**Task item**
A copy is needed of each line in the records that has the word "hour".

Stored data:

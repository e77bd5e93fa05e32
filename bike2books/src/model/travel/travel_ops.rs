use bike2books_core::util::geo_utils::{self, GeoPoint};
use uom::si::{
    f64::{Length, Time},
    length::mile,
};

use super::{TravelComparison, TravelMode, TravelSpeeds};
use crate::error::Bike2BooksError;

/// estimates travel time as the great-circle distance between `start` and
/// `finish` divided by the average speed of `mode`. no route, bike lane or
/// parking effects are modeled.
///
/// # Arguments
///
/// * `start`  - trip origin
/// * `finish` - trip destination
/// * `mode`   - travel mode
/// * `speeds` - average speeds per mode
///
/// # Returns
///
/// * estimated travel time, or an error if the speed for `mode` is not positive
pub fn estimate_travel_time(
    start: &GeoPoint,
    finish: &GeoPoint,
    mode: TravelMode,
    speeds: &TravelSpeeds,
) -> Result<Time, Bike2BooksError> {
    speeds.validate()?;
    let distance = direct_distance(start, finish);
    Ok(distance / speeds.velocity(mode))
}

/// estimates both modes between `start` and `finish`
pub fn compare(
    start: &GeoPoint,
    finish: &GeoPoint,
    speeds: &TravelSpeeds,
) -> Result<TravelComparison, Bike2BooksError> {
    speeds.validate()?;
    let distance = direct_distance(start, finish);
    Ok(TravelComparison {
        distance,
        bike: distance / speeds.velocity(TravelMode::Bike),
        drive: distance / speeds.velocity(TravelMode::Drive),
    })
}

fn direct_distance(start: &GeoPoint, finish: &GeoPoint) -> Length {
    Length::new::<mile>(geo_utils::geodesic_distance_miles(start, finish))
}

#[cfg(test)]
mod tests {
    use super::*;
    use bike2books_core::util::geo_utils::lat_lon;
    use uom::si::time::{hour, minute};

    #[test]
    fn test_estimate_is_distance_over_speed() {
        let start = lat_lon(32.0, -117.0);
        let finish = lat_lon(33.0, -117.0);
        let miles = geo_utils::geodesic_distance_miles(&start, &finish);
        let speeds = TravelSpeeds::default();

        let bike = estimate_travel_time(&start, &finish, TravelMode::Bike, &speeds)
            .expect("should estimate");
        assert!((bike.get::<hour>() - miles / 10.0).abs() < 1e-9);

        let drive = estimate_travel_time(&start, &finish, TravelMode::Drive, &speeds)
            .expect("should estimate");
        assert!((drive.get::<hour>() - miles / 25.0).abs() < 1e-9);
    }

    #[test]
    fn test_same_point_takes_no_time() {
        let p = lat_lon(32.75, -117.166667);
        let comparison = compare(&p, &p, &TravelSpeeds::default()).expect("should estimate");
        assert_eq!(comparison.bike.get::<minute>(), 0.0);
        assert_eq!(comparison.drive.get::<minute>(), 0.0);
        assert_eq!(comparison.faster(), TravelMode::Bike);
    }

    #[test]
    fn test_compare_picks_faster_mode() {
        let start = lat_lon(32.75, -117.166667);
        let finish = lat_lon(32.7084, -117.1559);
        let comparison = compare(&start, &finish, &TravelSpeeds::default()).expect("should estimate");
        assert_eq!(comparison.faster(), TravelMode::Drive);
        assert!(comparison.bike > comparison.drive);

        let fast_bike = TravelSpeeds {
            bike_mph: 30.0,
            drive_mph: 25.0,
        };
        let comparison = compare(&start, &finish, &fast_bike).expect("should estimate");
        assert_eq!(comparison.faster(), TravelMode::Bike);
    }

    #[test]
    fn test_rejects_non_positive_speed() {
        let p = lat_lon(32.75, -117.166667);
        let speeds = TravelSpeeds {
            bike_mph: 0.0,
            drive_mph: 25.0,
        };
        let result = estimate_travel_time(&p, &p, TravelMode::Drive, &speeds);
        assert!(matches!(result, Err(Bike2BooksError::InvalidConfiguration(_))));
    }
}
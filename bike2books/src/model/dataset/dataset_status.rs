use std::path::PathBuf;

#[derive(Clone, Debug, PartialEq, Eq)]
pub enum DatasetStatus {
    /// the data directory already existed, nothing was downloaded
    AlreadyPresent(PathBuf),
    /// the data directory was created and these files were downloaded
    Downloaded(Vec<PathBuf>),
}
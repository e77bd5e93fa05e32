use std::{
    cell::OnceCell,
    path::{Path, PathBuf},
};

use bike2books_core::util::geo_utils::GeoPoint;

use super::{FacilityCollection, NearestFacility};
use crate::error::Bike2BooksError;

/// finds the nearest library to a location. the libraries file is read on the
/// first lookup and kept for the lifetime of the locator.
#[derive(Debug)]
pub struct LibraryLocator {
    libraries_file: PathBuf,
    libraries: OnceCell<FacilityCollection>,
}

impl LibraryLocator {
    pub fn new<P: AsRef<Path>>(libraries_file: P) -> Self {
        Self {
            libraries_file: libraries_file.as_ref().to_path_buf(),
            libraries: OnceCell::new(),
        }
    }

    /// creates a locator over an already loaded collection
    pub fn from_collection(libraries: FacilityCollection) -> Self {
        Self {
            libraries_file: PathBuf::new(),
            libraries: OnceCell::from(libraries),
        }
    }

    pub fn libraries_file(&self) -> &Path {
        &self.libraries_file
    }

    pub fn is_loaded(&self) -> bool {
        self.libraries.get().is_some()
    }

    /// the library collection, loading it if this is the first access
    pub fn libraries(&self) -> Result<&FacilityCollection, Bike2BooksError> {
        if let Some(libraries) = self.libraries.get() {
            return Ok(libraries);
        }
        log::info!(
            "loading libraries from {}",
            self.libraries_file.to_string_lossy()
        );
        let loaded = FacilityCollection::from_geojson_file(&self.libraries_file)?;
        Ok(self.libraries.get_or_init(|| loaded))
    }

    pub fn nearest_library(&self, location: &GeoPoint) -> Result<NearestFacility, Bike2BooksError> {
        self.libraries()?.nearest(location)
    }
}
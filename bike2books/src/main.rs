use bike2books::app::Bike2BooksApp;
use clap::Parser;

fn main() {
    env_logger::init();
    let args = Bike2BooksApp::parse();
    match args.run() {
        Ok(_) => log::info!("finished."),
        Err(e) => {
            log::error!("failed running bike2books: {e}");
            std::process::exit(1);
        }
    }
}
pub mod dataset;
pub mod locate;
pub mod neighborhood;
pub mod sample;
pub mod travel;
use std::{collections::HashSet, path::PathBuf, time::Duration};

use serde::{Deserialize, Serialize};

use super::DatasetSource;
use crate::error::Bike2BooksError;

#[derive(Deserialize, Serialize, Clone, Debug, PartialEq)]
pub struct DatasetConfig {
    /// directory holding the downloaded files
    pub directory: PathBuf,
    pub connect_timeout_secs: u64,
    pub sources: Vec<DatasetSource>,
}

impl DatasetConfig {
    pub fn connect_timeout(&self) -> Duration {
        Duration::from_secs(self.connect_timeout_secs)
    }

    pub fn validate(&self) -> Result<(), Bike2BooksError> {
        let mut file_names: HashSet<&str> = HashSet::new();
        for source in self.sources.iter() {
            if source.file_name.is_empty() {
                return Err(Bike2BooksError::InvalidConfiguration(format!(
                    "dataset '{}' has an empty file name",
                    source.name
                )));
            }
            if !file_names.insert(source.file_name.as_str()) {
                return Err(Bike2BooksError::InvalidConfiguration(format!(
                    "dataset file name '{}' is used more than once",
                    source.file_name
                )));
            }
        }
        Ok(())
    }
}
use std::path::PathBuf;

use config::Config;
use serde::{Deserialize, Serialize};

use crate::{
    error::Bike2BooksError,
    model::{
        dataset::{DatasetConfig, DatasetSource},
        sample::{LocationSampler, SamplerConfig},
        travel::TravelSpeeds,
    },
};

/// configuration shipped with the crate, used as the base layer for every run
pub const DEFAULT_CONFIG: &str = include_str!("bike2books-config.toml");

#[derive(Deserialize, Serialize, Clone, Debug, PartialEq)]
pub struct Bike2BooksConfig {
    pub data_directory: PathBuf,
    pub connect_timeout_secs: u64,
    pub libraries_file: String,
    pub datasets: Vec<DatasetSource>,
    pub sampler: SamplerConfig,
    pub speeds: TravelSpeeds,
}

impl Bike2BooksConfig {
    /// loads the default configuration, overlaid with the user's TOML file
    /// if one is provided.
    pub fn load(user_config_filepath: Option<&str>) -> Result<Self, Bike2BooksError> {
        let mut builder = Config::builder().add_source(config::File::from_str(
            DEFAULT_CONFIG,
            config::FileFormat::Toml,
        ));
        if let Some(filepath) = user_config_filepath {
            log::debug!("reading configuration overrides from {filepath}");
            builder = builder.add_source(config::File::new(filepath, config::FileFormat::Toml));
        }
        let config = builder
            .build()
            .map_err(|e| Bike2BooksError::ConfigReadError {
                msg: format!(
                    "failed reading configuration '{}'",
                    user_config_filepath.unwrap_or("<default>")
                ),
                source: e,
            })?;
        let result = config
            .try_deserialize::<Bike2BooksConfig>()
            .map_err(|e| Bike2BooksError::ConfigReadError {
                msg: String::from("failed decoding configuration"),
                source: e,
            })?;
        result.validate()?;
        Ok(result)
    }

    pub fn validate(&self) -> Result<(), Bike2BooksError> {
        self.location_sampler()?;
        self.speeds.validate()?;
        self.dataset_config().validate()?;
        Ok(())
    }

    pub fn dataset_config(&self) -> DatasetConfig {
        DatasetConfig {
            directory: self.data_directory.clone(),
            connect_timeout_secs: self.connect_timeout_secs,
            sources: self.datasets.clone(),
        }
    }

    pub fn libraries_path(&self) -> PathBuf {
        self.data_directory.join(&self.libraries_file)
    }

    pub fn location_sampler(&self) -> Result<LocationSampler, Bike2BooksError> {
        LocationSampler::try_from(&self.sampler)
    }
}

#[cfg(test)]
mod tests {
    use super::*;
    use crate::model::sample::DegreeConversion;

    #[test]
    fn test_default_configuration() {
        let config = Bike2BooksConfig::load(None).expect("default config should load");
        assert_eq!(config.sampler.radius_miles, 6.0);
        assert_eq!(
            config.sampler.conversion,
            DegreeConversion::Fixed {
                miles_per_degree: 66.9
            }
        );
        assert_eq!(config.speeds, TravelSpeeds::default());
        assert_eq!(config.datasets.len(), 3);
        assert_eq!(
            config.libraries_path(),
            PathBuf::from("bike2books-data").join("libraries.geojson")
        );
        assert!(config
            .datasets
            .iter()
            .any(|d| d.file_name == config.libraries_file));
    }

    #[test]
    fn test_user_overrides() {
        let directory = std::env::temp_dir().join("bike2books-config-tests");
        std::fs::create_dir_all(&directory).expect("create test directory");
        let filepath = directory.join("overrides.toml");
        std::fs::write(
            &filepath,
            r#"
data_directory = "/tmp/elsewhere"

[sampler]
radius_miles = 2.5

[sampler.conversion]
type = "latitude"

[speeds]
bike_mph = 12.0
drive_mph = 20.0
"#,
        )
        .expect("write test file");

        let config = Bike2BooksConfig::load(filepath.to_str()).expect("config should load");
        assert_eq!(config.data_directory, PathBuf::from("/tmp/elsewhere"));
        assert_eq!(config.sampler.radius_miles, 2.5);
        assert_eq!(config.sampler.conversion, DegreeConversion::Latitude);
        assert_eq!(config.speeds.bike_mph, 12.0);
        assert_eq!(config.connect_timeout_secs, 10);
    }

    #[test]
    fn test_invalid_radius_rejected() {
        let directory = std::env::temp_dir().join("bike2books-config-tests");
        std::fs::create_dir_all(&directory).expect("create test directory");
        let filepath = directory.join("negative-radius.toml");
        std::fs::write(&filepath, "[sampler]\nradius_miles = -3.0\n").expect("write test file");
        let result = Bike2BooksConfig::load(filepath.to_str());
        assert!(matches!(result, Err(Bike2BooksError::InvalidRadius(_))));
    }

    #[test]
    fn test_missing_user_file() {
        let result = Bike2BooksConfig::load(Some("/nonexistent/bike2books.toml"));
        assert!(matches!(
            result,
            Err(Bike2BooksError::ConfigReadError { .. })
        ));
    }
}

**Response to this exercise**
    use uom::si::time::{hour, minute};
        assert!((bike.get::<hour>() - miles / 10.0).abs() < 1e-9);
        assert!((drive.get::<hour>() - miles / 25.0).abs() < 1e-9);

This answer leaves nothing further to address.